## TRY IT
Give back all of the data verbatim.

## RAW DATA
++++++
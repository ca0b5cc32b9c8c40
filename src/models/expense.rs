//! Expense model
//!
//! An expense is a single dated outflow tagged with a category reference.
//! The reference is not a foreign key: it may point at a deleted category.

use chrono::NaiveDateTime;
use serde::{Deserialize, Serialize};
use std::fmt;

use super::ids::{CategoryId, ExpenseId, OwnerId};
use super::money::Money;
use super::timestamp;

/// A logged expense
#[derive(Debug, Clone, PartialEq, Serialize, Deserialize)]
#[serde(rename_all = "camelCase")]
pub struct Expense {
    /// Store identifier, absent until persisted
    #[serde(default, skip_serializing_if = "Option::is_none")]
    pub id: Option<ExpenseId>,

    /// Amount spent (non-negative)
    pub amount: Money,

    /// What the money was spent on
    pub description: String,

    /// Category reference
    pub category: CategoryId,

    /// When the expense happened
    #[serde(with = "timestamp::instant")]
    pub date: NaiveDateTime,

    /// Owner of the record
    #[serde(rename = "userId")]
    pub owner: OwnerId,

    /// When the record was created
    #[serde(
        default,
        with = "timestamp::option_instant",
        skip_serializing_if = "Option::is_none"
    )]
    pub created_at: Option<NaiveDateTime>,
}

impl Expense {
    /// Create a new, not yet persisted expense
    pub fn new(
        owner: OwnerId,
        amount: Money,
        description: impl Into<String>,
        category: CategoryId,
        date: NaiveDateTime,
    ) -> Self {
        Self {
            id: None,
            amount,
            description: description.into(),
            category,
            date,
            owner,
            created_at: None,
        }
    }

    /// Builder-style identifier assignment
    pub fn with_id(mut self, id: impl Into<ExpenseId>) -> Self {
        self.id = Some(id.into());
        self
    }

    /// Validate the expense before it is written
    pub fn validate(&self) -> Result<(), ExpenseValidationError> {
        if !self.amount.is_positive() {
            return Err(ExpenseValidationError::NonPositiveAmount);
        }

        if self.description.trim().is_empty() {
            return Err(ExpenseValidationError::EmptyDescription);
        }

        Ok(())
    }
}

impl fmt::Display for Expense {
    fn fmt(&self, f: &mut fmt::Formatter<'_>) -> fmt::Result {
        write!(
            f,
            "{} {} ({})",
            self.date.format("%Y-%m-%d"),
            self.description,
            self.amount
        )
    }
}

/// Validation errors for expenses
#[derive(Debug, Clone, PartialEq, Eq)]
pub enum ExpenseValidationError {
    NonPositiveAmount,
    EmptyDescription,
}

impl fmt::Display for ExpenseValidationError {
    fn fmt(&self, f: &mut fmt::Formatter<'_>) -> fmt::Result {
        match self {
            Self::NonPositiveAmount => write!(f, "Please enter a valid amount"),
            Self::EmptyDescription => write!(f, "Please enter a description"),
        }
    }
}

impl std::error::Error for ExpenseValidationError {}

#[cfg(test)]
mod tests {
    use super::*;
    use chrono::NaiveDate;

    fn sample() -> Expense {
        Expense::new(
            OwnerId::from("user-1"),
            Money::from_cents(1250),
            "Lunch",
            CategoryId::from("food"),
            NaiveDate::from_ymd_opt(2025, 3, 14)
                .unwrap()
                .and_hms_opt(12, 30, 0)
                .unwrap(),
        )
    }

    #[test]
    fn test_validate() {
        assert!(sample().validate().is_ok());

        let mut zero = sample();
        zero.amount = Money::zero();
        assert_eq!(zero.validate(), Err(ExpenseValidationError::NonPositiveAmount));

        let mut blank = sample();
        blank.description = "   ".into();
        assert_eq!(blank.validate(), Err(ExpenseValidationError::EmptyDescription));
    }

    #[test]
    fn test_deserialize_store_document() {
        let json = r#"{
            "id": "e1",
            "amount": 4999,
            "description": "Train pass",
            "category": "transport",
            "date": "2025-03-01",
            "userId": "user-1",
            "createdAt": "2025-03-01T08:15:00Z"
        }"#;

        let expense: Expense = serde_json::from_str(json).unwrap();
        assert_eq!(expense.id, Some(ExpenseId::from("e1")));
        assert_eq!(expense.amount.cents(), 4999);
        assert_eq!(
            expense.date,
            NaiveDate::from_ymd_opt(2025, 3, 1)
                .unwrap()
                .and_hms_opt(0, 0, 0)
                .unwrap()
        );
        assert!(expense.created_at.is_some());
    }

    #[test]
    fn test_missing_optional_fields() {
        let json = r#"{
            "amount": 100,
            "description": "Gum",
            "category": "other",
            "date": "2025-03-01T10:00:00",
            "userId": "user-1"
        }"#;

        let expense: Expense = serde_json::from_str(json).unwrap();
        assert!(expense.id.is_none());
        assert!(expense.created_at.is_none());

        let out = serde_json::to_value(&expense).unwrap();
        assert!(out.get("id").is_none());
        assert_eq!(out["userId"], "user-1");
    }

    #[test]
    fn test_display() {
        assert_eq!(sample().to_string(), "2025-03-14 Lunch (12.50)");
    }
}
++++++
## TASK RESULT
repository ca0b5cc32b9c8c40
filename src/models/expense.rs
//! Expense model
//!
//! An expense is a single dated outflow tagged with a category reference.
//! The reference is not a foreign key: it may point at a deleted category.

use chrono::NaiveDateTime;
use serde::{Deserialize, Serialize};
use std::fmt;

use super::ids::{CategoryId, ExpenseId, OwnerId};
use super::money::Money;
use super::timestamp;

/// A logged expense
#[derive(Debug, Clone, PartialEq, Serialize, Deserialize)]
#[serde(rename_all = "camelCase")]
pub struct Expense {
    /// Store identifier, absent until persisted
    #[serde(default, skip_serializing_if = "Option::is_none")]
    pub id: Option<ExpenseId>,

    /// Amount spent (non-negative)
    pub amount: Money,

    /// What the money was spent on
    pub description: String,

    /// Category reference
    pub category: CategoryId,

    /// When the expense happened
    #[serde(with = "timestamp::instant")]
    pub date: NaiveDateTime,

    /// Owner of the record
    #[serde(rename = "userId")]
    pub owner: OwnerId,

    /// When the record was created
    #[serde(
        default,
        with = "timestamp::option_instant",
        skip_serializing_if = "Option::is_none"
    )]
    pub created_at: Option<NaiveDateTime>,
}

impl Expense {
    /// Create a new, not yet persisted expense
    pub fn new(
        owner: OwnerId,
        amount: Money,
        description: impl Into<String>,
        category: CategoryId,
        date: NaiveDateTime,
    ) -> Self {
        Self {
            id: None,
            amount,
            description: description.into(),
            category,
            date,
            owner,
            created_at: None,
        }
    }

    /// Builder-style identifier assignment
    pub fn with_id(mut self, id: impl Into<ExpenseId>) -> Self {
        self.id = Some(id.into());
        self
    }

    /// Validate the expense before it is written
    pub fn validate(&self) -> Result<(), ExpenseValidationError> {
        if !self.amount.is_positive() {
            return Err(ExpenseValidationError::NonPositiveAmount);
        }

        if self.description.trim().is_empty() {
            return Err(ExpenseValidationError::EmptyDescription);
        }

        Ok(())
    }
}

impl fmt::Display for Expense {
    fn fmt(&self, f: &mut fmt::Formatter<'_>) -> fmt::Result {
        write!(
            f,
            "{} {} ({})",
            self.date.format("%Y-%m-%d"),
            self.description,
            self.amount
        )
    }
}

/// Validation errors for expenses
#[derive(Debug, Clone, PartialEq, Eq)]
pub enum ExpenseValidationError {
    NonPositiveAmount,
    EmptyDescription,
}

impl fmt::Display for ExpenseValidationError {
    fn fmt(&self, f: &mut fmt::Formatter<'_>) -> fmt::Result {
        match self {
            Self::NonPositiveAmount => write!(f, "Please enter a valid amount"),
            Self::EmptyDescription => write!(f, "Please enter a description"),
        }
    }
}

impl std::error::Error for ExpenseValidationError {}

#[cfg(test)]
mod tests {
    use super::*;
    use chrono::NaiveDate;

    fn sample() -> Expense {
        Expense::new(
            OwnerId::from("user-1"),
            Money::from_cents(1250),
            "Lunch",
            CategoryId::from("food"),
            NaiveDate::from_ymd_opt(2025, 3, 14)
                .unwrap()
                .and_hms_opt(12, 30, 0)
                .unwrap(),
        )
    }

    #[test]
    fn test_validate() {
        assert!(sample().validate().is_ok());

        let mut zero = sample();
        zero.amount = Money::zero();
        assert_eq!(zero.validate(), Err(ExpenseValidationError::NonPositiveAmount));

        let mut blank = sample();
        blank.description = "   ".into();
        assert_eq!(blank.validate(), Err(ExpenseValidationError::EmptyDescription));
    }

    #[test]
    fn test_deserialize_store_document() {
        let json = r#"{
            "id": "e1",
            "amount": 4999,
            "description": "Train pass",
            "category": "transport",
            "date": "2025-03-01",
            "userId": "user-1",
            "createdAt": "2025-03-01T08:15:00Z"
        }"#;

        let expense: Expense = serde_json::from_str(json).unwrap();
        assert_eq!(expense.id, Some(ExpenseId::from("e1")));
        assert_eq!(expense.amount.cents(), 4999);
        assert_eq!(
            expense.date,
            NaiveDate::from_ymd_opt(2025, 3, 1)
                .unwrap()
                .and_hms_opt(0, 0, 0)
                .unwrap()
        );
        assert!(expense.created_at.is_some());
    }

    #[test]
    fn test_missing_optional_fields() {
        let json = r#"{
            "amount": 100,
            "description": "Gum",
            "category": "other",
            "date": "2025-03-01T10:00:00",
            "userId": "user-1"
        }"#;

        let expense: Expense = serde_json::from_str(json).unwrap();
        assert!(expense.id.is_none());
        assert!(expense.created_at.is_none());

        let out = serde_json::to_value(&expense).unwrap();
        assert!(out.get("id").is_none());
        assert_eq!(out["userId"], "user-1");
    }

    #[test]
    fn test_display() {
        assert_eq!(sample().to_string(), "2025-03-14 Lunch (12.50)");
    }
}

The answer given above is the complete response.